*WHAT IS EXPECTED*:
From the records below, copy each line that has the word "warn" in it.

*GIVEN INFORMATION*:
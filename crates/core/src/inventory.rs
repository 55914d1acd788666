//! Catalog and cart guarded as one unit.
//!
//! [`Inventory`] owns both stores so that any lock placed around it covers
//! every paired adjustment. It also decides what happens to held cart
//! quantities when fresh stock arrives from the catalog service, according to
//! its [`RefreshPolicy`].

use serde::Serialize;

use crate::cart::{CartError, CartStore, QuantityChange};
use crate::catalog::{CatalogError, ProductCatalog};
use crate::types::{Barcode, CartItem, CartTotals, Product, ProductPatch, QuantityOp, RefreshPolicy};

/// A change made to a cart line while reconciling against fresh stock.
#[derive(Debug, Clone, PartialEq, Eq, Serialize)]
#[serde(tag = "kind", rename_all = "snake_case")]
pub enum ReservationAdjustment {
    /// Fresh stock covers only part of the held quantity.
    Shrunk {
        barcode: Barcode,
        held: u32,
        kept: u32,
    },
    /// The line was removed: its product is gone or has no stock left.
    Dropped { barcode: Barcode, held: u32 },
}

/// Summary of a catalog load.
#[derive(Debug, Clone, PartialEq, Eq, Serialize)]
pub struct RefreshReport {
    /// Products now loaded.
    pub products: usize,
    /// Policy applied to held quantities.
    pub policy: RefreshPolicy,
    /// Lines changed by the reconciliation, in cart order.
    pub adjustments: Vec<ReservationAdjustment>,
}

/// The session's catalog mirror and cart.
#[derive(Debug, Clone, Default)]
pub struct Inventory {
    catalog: ProductCatalog,
    cart: CartStore,
    policy: RefreshPolicy,
}

impl Inventory {
    /// Create an empty inventory.
    #[must_use]
    pub const fn new(policy: RefreshPolicy) -> Self {
        Self {
            catalog: ProductCatalog::new(),
            cart: CartStore::new(),
            policy,
        }
    }

    /// The catalog mirror.
    #[must_use]
    pub const fn catalog(&self) -> &ProductCatalog {
        &self.catalog
    }

    /// The cart.
    #[must_use]
    pub const fn cart(&self) -> &CartStore {
        &self.cart
    }

    /// The refresh policy.
    #[must_use]
    pub const fn policy(&self) -> RefreshPolicy {
        self.policy
    }

    /// Look up scanned or typed text.
    #[must_use]
    pub fn lookup(&self, barcode: &str) -> Option<&Product> {
        self.catalog.find_by_barcode(barcode.trim())
    }

    /// Add one unit to the cart. See [`CartStore::add_item`].
    ///
    /// # Errors
    ///
    /// Propagates [`CartError`] with both stores unchanged.
    pub fn add_to_cart(&mut self, barcode: &str) -> Result<CartItem, CartError> {
        self.cart.add_item(&mut self.catalog, barcode).cloned()
    }

    /// Step a line's quantity. See [`CartStore::update_quantity`].
    ///
    /// # Errors
    ///
    /// Propagates [`CartError`] with both stores unchanged.
    pub fn update_quantity(
        &mut self,
        barcode: &str,
        op: QuantityOp,
    ) -> Result<QuantityChange, CartError> {
        self.cart.update_quantity(&mut self.catalog, barcode, op)
    }

    /// Remove a line. See [`CartStore::remove_item`].
    ///
    /// # Errors
    ///
    /// Propagates [`CartError`] with both stores unchanged.
    pub fn remove_from_cart(&mut self, barcode: &str) -> Result<Option<CartItem>, CartError> {
        self.cart.remove_item(&mut self.catalog, barcode)
    }

    /// Cart totals.
    #[must_use]
    pub fn totals(&self) -> CartTotals {
        self.cart.totals()
    }

    /// Held quantity plus remaining stock for a barcode.
    ///
    /// Between loads this equals the stock last observed from the catalog
    /// service.
    #[must_use]
    pub fn observed_stock(&self, barcode: &str) -> u64 {
        u64::from(self.catalog.stock_of(barcode).unwrap_or(0))
            + u64::from(self.cart.quantity_of(barcode).unwrap_or(0))
    }

    /// Replace the catalog with a fresh load and reconcile held quantities.
    pub fn load(&mut self, products: Vec<Product>) -> RefreshReport {
        self.catalog.replace(products);

        let held: Vec<Barcode> = self
            .cart
            .items()
            .iter()
            .map(|line| line.barcode.clone())
            .collect();
        let adjustments = held
            .iter()
            .filter_map(|barcode| self.reserve(barcode))
            .collect();

        RefreshReport {
            products: self.catalog.len(),
            policy: self.policy,
            adjustments,
        }
    }

    /// Discard the cart and start over from a fresh load.
    ///
    /// Returns the discarded lines.
    pub fn reset(&mut self, products: Vec<Product>) -> Vec<CartItem> {
        let discarded = self.cart.clear();
        self.catalog.replace(products);
        discarded
    }

    /// Insert or replace one product with a fresh observation from the
    /// catalog service.
    pub fn upsert_product(&mut self, product: Product) -> Option<ReservationAdjustment> {
        let barcode = product.barcode.clone();
        self.catalog.upsert(product);
        self.reserve(&barcode)
    }

    /// Apply an edit acknowledged by the catalog service.
    ///
    /// A stock value in the patch is a fresh observation and is reconciled
    /// against the held quantity like a load.
    ///
    /// # Errors
    ///
    /// Returns [`CatalogError::UnknownProduct`] if the barcode is not loaded.
    pub fn patch_product(
        &mut self,
        barcode: &Barcode,
        patch: &ProductPatch,
    ) -> Result<(Product, Option<ReservationAdjustment>), CatalogError> {
        self.catalog.apply_patch(barcode, patch)?;
        let adjustment = if patch.stock.is_some() {
            self.reserve(barcode)
        } else {
            None
        };
        let product = self
            .catalog
            .find_by_barcode(barcode.as_str())
            .cloned()
            .ok_or_else(|| CatalogError::UnknownProduct(barcode.to_string()))?;
        Ok((product, adjustment))
    }

    /// Remove a product deleted from the catalog service, dropping any cart
    /// line that referenced it.
    pub fn remove_product(&mut self, barcode: &str) -> (Option<Product>, Option<CartItem>) {
        let product = self.catalog.remove(barcode);
        let line = self.cart.forget(barcode);
        (product, line)
    }

    /// Whether the cart's increment control should be enabled for a barcode.
    #[must_use]
    pub fn can_increment(&self, barcode: &str) -> bool {
        self.catalog.stock_of(barcode).is_some_and(|stock| stock > 0)
    }

    /// Reconcile the held quantity of `barcode` with the catalog's current,
    /// freshly observed stock.
    fn reserve(&mut self, barcode: &Barcode) -> Option<ReservationAdjustment> {
        if self.policy == RefreshPolicy::Overwrite {
            return None;
        }

        let held = self.cart.quantity_of(barcode.as_str())?;

        let Some(fresh) = self.catalog.stock_of(barcode.as_str()) else {
            self.cart.forget(barcode.as_str());
            return Some(ReservationAdjustment::Dropped {
                barcode: barcode.clone(),
                held,
            });
        };

        let kept = held.min(fresh);
        // Infallible: the product is loaded
        let _ = self.catalog.set_stock(barcode.as_str(), fresh - kept);

        if kept == held {
            return None;
        }

        self.cart.truncate_line(barcode.as_str(), kept);
        Some(if kept == 0 {
            ReservationAdjustment::Dropped {
                barcode: barcode.clone(),
                held,
            }
        } else {
            ReservationAdjustment::Shrunk {
                barcode: barcode.clone(),
                held,
                kept,
            }
        })
    }
}
//! Whole-unit price representation.
//!
//! The counter trades in rupiah, which has no minor unit in practice, so a
//! price is a plain non-negative integer. Display follows Indonesian
//! conventions: `Rp` prefix and `.` as the thousands separator.

use core::fmt;

use serde::{Deserialize, Serialize};

/// A non-negative price in whole currency units.
#[derive(
    Debug, Clone, Copy, PartialEq, Eq, PartialOrd, Ord, Hash, Default, Serialize, Deserialize,
)]
#[serde(transparent)]
pub struct Price(u64);

impl Price {
    /// A zero price.
    pub const ZERO: Self = Self(0);

    /// Create a new price.
    #[must_use]
    pub const fn new(amount: u64) -> Self {
        Self(amount)
    }

    /// Get the amount in whole units.
    #[must_use]
    pub const fn amount(self) -> u64 {
        self.0
    }

    /// Price of `quantity` units, saturating at `u64::MAX`.
    #[must_use]
    pub fn times(self, quantity: u32) -> Self {
        Self(self.0.saturating_mul(u64::from(quantity)))
    }

    /// Sum of two prices, saturating at `u64::MAX`.
    #[must_use]
    pub const fn saturating_add(self, other: Self) -> Self {
        Self(self.0.saturating_add(other.0))
    }

    /// Parse a price from free-form input by keeping only its digits.
    ///
    /// Admin forms display prices formatted (`Rp 12.500`), so edits come back
    /// with separators and a currency prefix. Returns `None` when the input
    /// holds no digits or the value overflows.
    ///
    /// ```
    /// use apotek_core::Price;
    ///
    /// assert_eq!(Price::parse_lenient("Rp 12.500"), Some(Price::new(12_500)));
    /// assert_eq!(Price::parse_lenient("abc"), None);
    /// ```
    #[must_use]
    pub fn parse_lenient(input: &str) -> Option<Self> {
        let digits: String = input.chars().filter(char::is_ascii_digit).collect();
        if digits.is_empty() {
            return None;
        }
        digits.parse::<u64>().ok().map(Self)
    }

    /// Format for display (e.g., "Rp 12.500").
    #[must_use]
    pub fn display(self) -> String {
        let digits = self.0.to_string();
        let mut grouped = String::with_capacity(digits.len() + digits.len() / 3);
        for (i, c) in digits.chars().enumerate() {
            if i > 0 && (digits.len() - i) % 3 == 0 {
                grouped.push('.');
            }
            grouped.push(c);
        }
        format!("Rp {grouped}")
    }
}

impl fmt::Display for Price {
    fn fmt(&self, f: &mut fmt::Formatter<'_>) -> fmt::Result {
        write!(f, "{}", self.0)
    }
}

impl From<u64> for Price {
    fn from(amount: u64) -> Self {
        Self(amount)
    }
}

impl From<Price> for u64 {
    fn from(price: Price) -> Self {
        price.0
    }
}

#[cfg(test)]
mod tests {
    use super::*;

    #[test]
    fn test_display_groups_thousands() {
        assert_eq!(Price::new(0).display(), "Rp 0");
        assert_eq!(Price::new(950).display(), "Rp 950");
        assert_eq!(Price::new(1_000).display(), "Rp 1.000");
        assert_eq!(Price::new(12_500).display(), "Rp 12.500");
        assert_eq!(Price::new(1_250_000).display(), "Rp 1.250.000");
    }

    #[test]
    fn test_plain_display_is_digits() {
        // Search matches against the stringified price, not the formatted one
        assert_eq!(Price::new(12_500).to_string(), "12500");
    }

    #[test]
    fn test_parse_lenient() {
        assert_eq!(Price::parse_lenient("12500"), Some(Price::new(12_500)));
        assert_eq!(Price::parse_lenient("Rp 1.250.000"), Some(Price::new(1_250_000)));
        assert_eq!(Price::parse_lenient(""), None);
        assert_eq!(Price::parse_lenient("Rp"), None);
        assert_eq!(Price::parse_lenient("99999999999999999999999"), None);
    }

    #[test]
    fn test_times_and_sum() {
        let line = Price::new(10).times(3);
        assert_eq!(line, Price::new(30));
        assert_eq!(line.saturating_add(Price::new(5)), Price::new(35));
        assert_eq!(Price::new(u64::MAX).times(2), Price::new(u64::MAX));
    }
}
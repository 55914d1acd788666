//! Payment submission and post-payment session reset.
//!
//! A payment pays for exactly one cart line: the barcode and the quantity
//! held for it. The status of the latest submission is published on a
//! `watch` channel and always moves `Idle -> Pending -> Succeeded | Failed`,
//! including when the submitting request is dropped mid-flight. A successful
//! payment schedules a full session discard after a short delay, and no new
//! payment is accepted until that discard has run.

use std::time::Duration;

use apotek_core::{Barcode, BarcodeError, PaymentStatus};
use thiserror::Error;
use tokio::sync::{Mutex, watch};
use tokio::task::JoinHandle;
use tracing::{error, info, instrument, warn};

use crate::catalog_api::CatalogApiError;
use crate::session::CatalogSession;

/// Shown when the service accepts a payment without a message.
const DEFAULT_SUCCESS_MESSAGE: &str = "Payment received";

/// Errors from payment submission.
#[derive(Debug, Error)]
pub enum PaymentError {
    /// The barcode is malformed.
    #[error("invalid barcode: {0}")]
    InvalidBarcode(#[from] BarcodeError),

    /// There is no cart line to pay for.
    #[error("{0} is not in the cart")]
    NotInCart(String),

    /// Another payment is still pending.
    #[error("a payment is already in progress")]
    InFlight,

    /// A payment succeeded and the session has not been reloaded yet.
    #[error("the last payment is still being applied; wait for the catalog to reload")]
    AwaitingReload,

    /// The service refused the payment.
    #[error("{message}")]
    Rejected { status: u16, message: String },

    /// The service could not be reached.
    #[error("payment could not be submitted: {0}")]
    Transport(CatalogApiError),
}

impl PaymentError {
    /// Build the error for a failed service call.
    ///
    /// A rejection without a usable body still gets a readable message.
    fn from_api(err: CatalogApiError) -> Self {
        match err {
            CatalogApiError::Status { status, message } => Self::Rejected {
                status,
                message: message.unwrap_or_else(|| format!("Payment failed (HTTP {status})")),
            },
            other => Self::Transport(other),
        }
    }
}

/// Moves a pending status to `Failed` unless the submission settled.
struct PendingGuard<'a> {
    status: &'a watch::Sender<PaymentStatus>,
    barcode: Barcode,
    armed: bool,
}

impl PendingGuard<'_> {
    fn settle(mut self, status: PaymentStatus) {
        self.armed = false;
        self.status.send_replace(status);
    }
}

impl Drop for PendingGuard<'_> {
    fn drop(&mut self) {
        if self.armed {
            warn!(barcode = %self.barcode, "payment submission interrupted");
            self.status.send_replace(PaymentStatus::Failed {
                barcode: self.barcode.clone(),
                message: "Payment was interrupted before the service answered".to_owned(),
            });
        }
    }
}

/// Submits payments and resets the session after success.
pub struct PaymentReconciler {
    session: CatalogSession,
    status: watch::Sender<PaymentStatus>,
    reload_delay: Duration,
    pending_reload: Mutex<Option<JoinHandle<()>>>,
}

impl PaymentReconciler {
    #[must_use]
    pub fn new(session: CatalogSession, reload_delay: Duration) -> Self {
        let (status, _) = watch::channel(PaymentStatus::Idle);
        Self {
            session,
            status,
            reload_delay,
            pending_reload: Mutex::new(None),
        }
    }

    /// Current status.
    #[must_use]
    pub fn status(&self) -> PaymentStatus {
        self.status.borrow().clone()
    }

    /// Subscribe to status changes.
    #[must_use]
    pub fn subscribe(&self) -> watch::Receiver<PaymentStatus> {
        self.status.subscribe()
    }

    /// Pay for the cart line held for `barcode`.
    ///
    /// # Errors
    ///
    /// Returns [`PaymentError::NotInCart`] if no line is held, otherwise as
    /// [`PaymentReconciler::pay`].
    pub async fn pay_cart_line(&self, barcode: &str) -> Result<String, PaymentError> {
        let barcode = Barcode::parse(barcode)?;
        let quantity = self
            .session
            .read()
            .await
            .inventory
            .cart()
            .quantity_of(barcode.as_str())
            .ok_or_else(|| PaymentError::NotInCart(barcode.to_string()))?;

        self.pay(barcode, quantity).await
    }

    /// Submit exactly one `(barcode, quantity)` payment.
    ///
    /// Returns the success message. Cart and catalog are never touched here:
    /// on success the whole session is discarded after the reload delay, on
    /// failure both are left as they were.
    ///
    /// # Errors
    ///
    /// Returns [`PaymentError::InFlight`] if a payment is pending,
    /// [`PaymentError::AwaitingReload`] if a paid session has not been
    /// discarded yet, or the rejection or transport error. Only rejection
    /// and transport errors are published as a `Failed` status.
    #[instrument(skip(self), fields(barcode = %barcode))]
    pub async fn pay(&self, barcode: Barcode, quantity: u32) -> Result<String, PaymentError> {
        // Held across the transition so a success cannot slip between the
        // check and the scheduled reload.
        let pending_reload = self.pending_reload.lock().await;
        if pending_reload.as_ref().is_some_and(|handle| !handle.is_finished()) {
            return Err(PaymentError::AwaitingReload);
        }
        let started = self.status.send_if_modified(|status| {
            if status.is_pending() {
                return false;
            }
            *status = PaymentStatus::Pending {
                barcode: barcode.clone(),
                quantity,
            };
            true
        });
        drop(pending_reload);
        if !started {
            return Err(PaymentError::InFlight);
        }

        let guard = PendingGuard {
            status: &self.status,
            barcode: barcode.clone(),
            armed: true,
        };

        match self.session.client().pay(&barcode, quantity).await {
            Ok(ack) => {
                let message = ack
                    .message
                    .unwrap_or_else(|| DEFAULT_SUCCESS_MESSAGE.to_owned());
                info!(quantity, %message, "payment succeeded");
                let mut pending_reload = self.pending_reload.lock().await;
                self.schedule_reload(&mut pending_reload);
                guard.settle(PaymentStatus::Succeeded {
                    barcode,
                    message: message.clone(),
                });
                drop(pending_reload);
                Ok(message)
            }
            Err(e) => {
                let err = PaymentError::from_api(e);
                warn!(quantity, error = %err, "payment failed");
                guard.settle(PaymentStatus::Failed {
                    barcode,
                    message: err.to_string(),
                });
                Err(err)
            }
        }
    }

    /// Whether a paid session is still waiting to be discarded.
    pub async fn reload_pending(&self) -> bool {
        self.pending_reload
            .lock()
            .await
            .as_ref()
            .is_some_and(|handle| !handle.is_finished())
    }

    /// Discard the session once the reload delay has passed.
    fn schedule_reload(&self, slot: &mut Option<JoinHandle<()>>) {
        let session = self.session.clone();
        let delay = self.reload_delay;
        let handle = tokio::spawn(async move {
            tokio::time::sleep(delay).await;
            if let Err(e) = session.discard_and_reload().await {
                error!(error = %e, "reload after payment failed");
            }
        });

        if let Some(previous) = slot.replace(handle) {
            // Superseded by this reload
            previous.abort();
        }
    }

    /// Wait for a scheduled post-payment reload to finish.
    ///
    /// Payments arriving meanwhile wait behind the reload.
    pub async fn settle(&self) {
        let mut slot = self.pending_reload.lock().await;
        let Some(handle) = slot.as_mut() else {
            return;
        };
        match handle.await {
            Err(e) if !e.is_cancelled() => error!(error = %e, "reload task panicked"),
            _ => {}
        }
        *slot = None;
    }
}

#[cfg(test)]
#[allow(clippy::unwrap_used)]
mod tests {
    use super::*;

    #[test]
    fn test_rejection_keeps_server_message() {
        let err = PaymentError::from_api(CatalogApiError::Status {
            status: 400,
            message: Some("Stok tidak cukup".to_owned()),
        });
        assert!(matches!(err, PaymentError::Rejected { status: 400, .. }));
        assert_eq!(err.to_string(), "Stok tidak cukup");
    }

    #[test]
    fn test_rejection_without_body_has_fallback() {
        let err = PaymentError::from_api(CatalogApiError::Status {
            status: 502,
            message: None,
        });
        assert_eq!(err.to_string(), "Payment failed (HTTP 502)");
    }

    #[test]
    fn test_parse_errors_are_transport_errors() {
        let err = PaymentError::from_api(CatalogApiError::Parse("eof".to_owned()));
        assert!(matches!(err, PaymentError::Transport(_)));
    }

    #[test]
    fn test_dropped_guard_fails_pending_status() {
        let barcode = Barcode::parse("A").unwrap();
        let (status, receiver) = watch::channel(PaymentStatus::Pending {
            barcode: barcode.clone(),
            quantity: 1,
        });
        drop(PendingGuard {
            status: &status,
            barcode,
            armed: true,
        });
        assert!(matches!(*receiver.borrow(), PaymentStatus::Failed { .. }));
    }
}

*FINAL ANSWER*:
use tracing::{error, info, instrument, warn};
            warn!(barcode = %self.barcode, "payment submission interrupted");
                warn!(quantity, error = %err, "payment failed");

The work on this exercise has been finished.